About Grasshopper Hill Farm

I’m Colleen Vanderlinden, and I’m so happy you’re here. I’m a garden writer, blogger, novelist, homesteader, and small business owner. I’ve had 2 books published about gardening: Edible Gardening for the Midwest and Vegetable Gardening for the Midwest (both published by Lone Pine Publishing) and I’ve written articles about gardening and green living for Mother Earth News, TreeHugger, The Northern Gardener, Birds & Blooms, The Spruce (formerly About.com), Mother Nature Network, and The Detroit News. Currently, I’m the gardening expert at LovetoKnow.com

Grasshopper Hill Farm is actually my THIRD garden blog. I originally started writing about gardening in 2006 at my original blog, In the Garden Online. Over time, that became Gardening in the Mitten, where I blogged for several years. I wrote both of those blogs when we lived in the Detroit area, so they were very focused on urban gardening.

Then, in 2016, my family and I moved to northern Michigan, where I now garden on nearly 10 acres, and it seemed like a good time to start a new site.

My posts here will generally be informational, sharing things I’ve learned in the last 20+ years as an obsessed gardener. I’ll also be using this as a garden journal, documenting what’s going on in my garden. Thank you so much for being here, and I hope you find my posts helpful and (hopefully!) inspiring.

Q&A

Why “Grasshopper Hill Farm”?
Funny story there.

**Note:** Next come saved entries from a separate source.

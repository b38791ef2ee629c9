use anyhow::{ensure, Result};
use serde::{Deserialize, Serialize};

#[derive(Debug, Clone, Serialize, Deserialize)]
pub struct AppConfig {
    pub server: ServerConfig,
    pub logging: LoggingConfig,
}

#[derive(Debug, Clone, Serialize, Deserialize)]
pub struct ServerConfig {
    pub host: String,
    pub port: u16,
    pub timeout_seconds: u64,
}

#[derive(Debug, Clone, Serialize, Deserialize)]
pub struct LoggingConfig {
    /// Echo request bodies, response bodies and debug values in the access log.
    pub debug: bool,
}

const DEFAULT_CONFIG_PATH: &str = "config/default.yaml";

/// Plain environment variables that override a single key.
const ENV_OVERRIDES: [(&str, &str); 2] = [("HOST", "server.host"), ("PORT", "server.port")];

impl AppConfig {
    /// Loads from `CONFIG_PATH` (default `config/default.yaml`), then
    /// `GATEWAY_*` variables, then `HOST` and `PORT`.
    pub fn load() -> Result<Self> {
        let path = std::env::var("CONFIG_PATH").unwrap_or_else(|_| DEFAULT_CONFIG_PATH.to_string());
        Self::load_from(&path, |var| std::env::var(var).ok())
    }

    /// Same as [`AppConfig::load`] with an explicit file and override lookup.
    /// A missing file is not an error.
    pub fn load_from(path: &str, lookup: impl Fn(&str) -> Option<String>) -> Result<Self> {
        let mut builder = Self::defaults()?
            .add_source(config::File::with_name(path).required(false))
            .add_source(
                config::Environment::with_prefix("GATEWAY")
                    .prefix_separator("_")
                    .separator("__")
                    .try_parsing(true),
            );

        for (var, key) in ENV_OVERRIDES {
            if let Some(value) = lookup(var) {
                builder = builder.set_override(key, value)?;
            }
        }

        let config: AppConfig = builder.build()?.try_deserialize()?;
        config.validate()?;
        Ok(config)
    }

    fn validate(&self) -> Result<()> {
        ensure!(
            self.server.timeout_seconds > 0,
            "server.timeout_seconds must be positive"
        );
        Ok(())
    }

    fn defaults() -> Result<config::ConfigBuilder<config::builder::DefaultState>> {
        Ok(config::Config::builder()
            .set_default("server.host", "127.0.0.1")?
            .set_default("server.port", 3000)?
            .set_default("server.timeout_seconds", 30)?
            .set_default("logging.debug", false)?)
    }
}

#[cfg(test)]
mod tests {
    use super::*;

    #[test]
    fn defaults_deserialize_without_a_file() {
        let config: AppConfig = AppConfig::defaults()
            .unwrap()
            .build()
            .unwrap()
            .try_deserialize()
            .unwrap();

        assert_eq!(config.server.host, "127.0.0.1");
        assert_eq!(config.server.port, 3000);
        assert_eq!(config.server.timeout_seconds, 30);
        assert!(!config.logging.debug);
    }

    #[test]
    fn yaml_file_overrides_defaults() {
        let yaml = "server:\n  port: 8080\nlogging:\n  debug: true\n";
        let config: AppConfig = AppConfig::defaults()
            .unwrap()
            .add_source(config::File::from_str(yaml, config::FileFormat::Yaml))
            .build()
            .unwrap()
            .try_deserialize()
            .unwrap();

        assert_eq!(config.server.port, 8080);
        assert_eq!(config.server.host, "127.0.0.1");
        assert!(config.logging.debug);
    }

    #[test]
    fn missing_file_and_no_overrides_yield_defaults() {
        let config = AppConfig::load_from("config/does-not-exist", |_| None).unwrap();

        assert_eq!(config.server.host, "127.0.0.1");
        assert_eq!(config.server.port, 3000);
        assert!(!config.logging.debug);
    }

    #[test]
    fn host_and_port_overrides_win() {
        let config = AppConfig::load_from("config/does-not-exist", |var| match var {
            "HOST" => Some("0.0.0.0".to_string()),
            "PORT" => Some("8081".to_string()),
            _ => None,
        })
        .unwrap();

        assert_eq!(config.server.host, "0.0.0.0");
        assert_eq!(config.server.port, 8081);
    }

    #[test]
    fn bad_port_override_is_rejected() {
        let result = AppConfig::load_from("config/does-not-exist", |var| {
            (var == "PORT").then(|| "not-a-port".to_string())
        });
        assert!(result.is_err());
    }

    #[test]
    fn zero_timeout_is_rejected() {
        let config: AppConfig = AppConfig::defaults()
            .unwrap()
            .set_override("server.timeout_seconds", 0)
            .unwrap()
            .build()
            .unwrap()
            .try_deserialize()
            .unwrap();
        assert!(config.validate().is_err());
    }
}
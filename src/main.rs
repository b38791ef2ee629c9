use std::{io, net::SocketAddr, time::Duration};

use access_logger::{config::AppConfig, create_app, AccessLogger};
use anyhow::Result;
use tokio::net::TcpListener;
use tracing::info;
use tracing_subscriber::{fmt, layer::SubscriberExt, util::SubscriberInitExt, EnvFilter};

#[tokio::main]
async fn main() -> Result<()> {
    // Load environment variables
    dotenvy::dotenv().ok();

    let format = LogFormat::from_env_value(std::env::var("LOG_FORMAT").ok().as_deref());
    init_tracing(format)?;

    let config = AppConfig::load()?;
    info!("Configuration loaded successfully");

    let logger = AccessLogger::new(config.logging.debug);
    let app = create_app(logger, Duration::from_secs(config.server.timeout_seconds));

    let addr = format!("{}:{}", config.server.host, config.server.port);
    let listener = TcpListener::bind(&addr).await?;

    info!(debug = config.logging.debug, "Access logger demo listening on {}", addr);

    axum::serve(
        listener,
        app.into_make_service_with_connect_info::<SocketAddr>(),
    )
    .await?;

    Ok(())
}

/// Default directives when `RUST_LOG` is unset.
const DEFAULT_FILTER: &str = "access_logger=info,tower_http=info";

#[derive(Debug, Clone, Copy, PartialEq, Eq)]
enum LogFormat {
    Json,
    Plain,
}

impl LogFormat {
    /// `LOG_FORMAT=json` or unset selects JSON; any other value selects plain text.
    fn from_env_value(value: Option<&str>) -> Self {
        match value.map(str::trim) {
            None => LogFormat::Json,
            Some(v) if v.eq_ignore_ascii_case("json") => LogFormat::Json,
            Some(_) => LogFormat::Plain,
        }
    }
}

/// Diagnostics go to stderr; stdout carries the access log entries.
fn init_tracing(format: LogFormat) -> Result<()> {
    let filter =
        EnvFilter::try_from_default_env().unwrap_or_else(|_| EnvFilter::new(DEFAULT_FILTER));

    let (json, plain) = match format {
        LogFormat::Json => (Some(fmt::layer().json().with_writer(io::stderr)), None),
        LogFormat::Plain => (None, Some(fmt::layer().with_writer(io::stderr))),
    };

    tracing_subscriber::registry()
        .with(filter)
        .with(json)
        .with(plain)
        .try_init()?;

    Ok(())
}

When we lived near Detroit, we dreamed about what our someday-homestead would be, and we started calling that dream homestead Grasshopper Hill Farm. “Grasshopper” because grasshoppers are considered lucky and we just think they’re neat (as long as they’re not eating our bean plants…) and hill, because, I dunno, we just liked the way it sounded.

When my husband started our Etsy shop, he started using the name for that, and, when we found our current property in 2014, it seemed like the universe had aligned: not only could we afford the fixer-upper, but it was situated on nearly 10 HILLY acres, and there were grasshoppers aplenty. And so, here we are!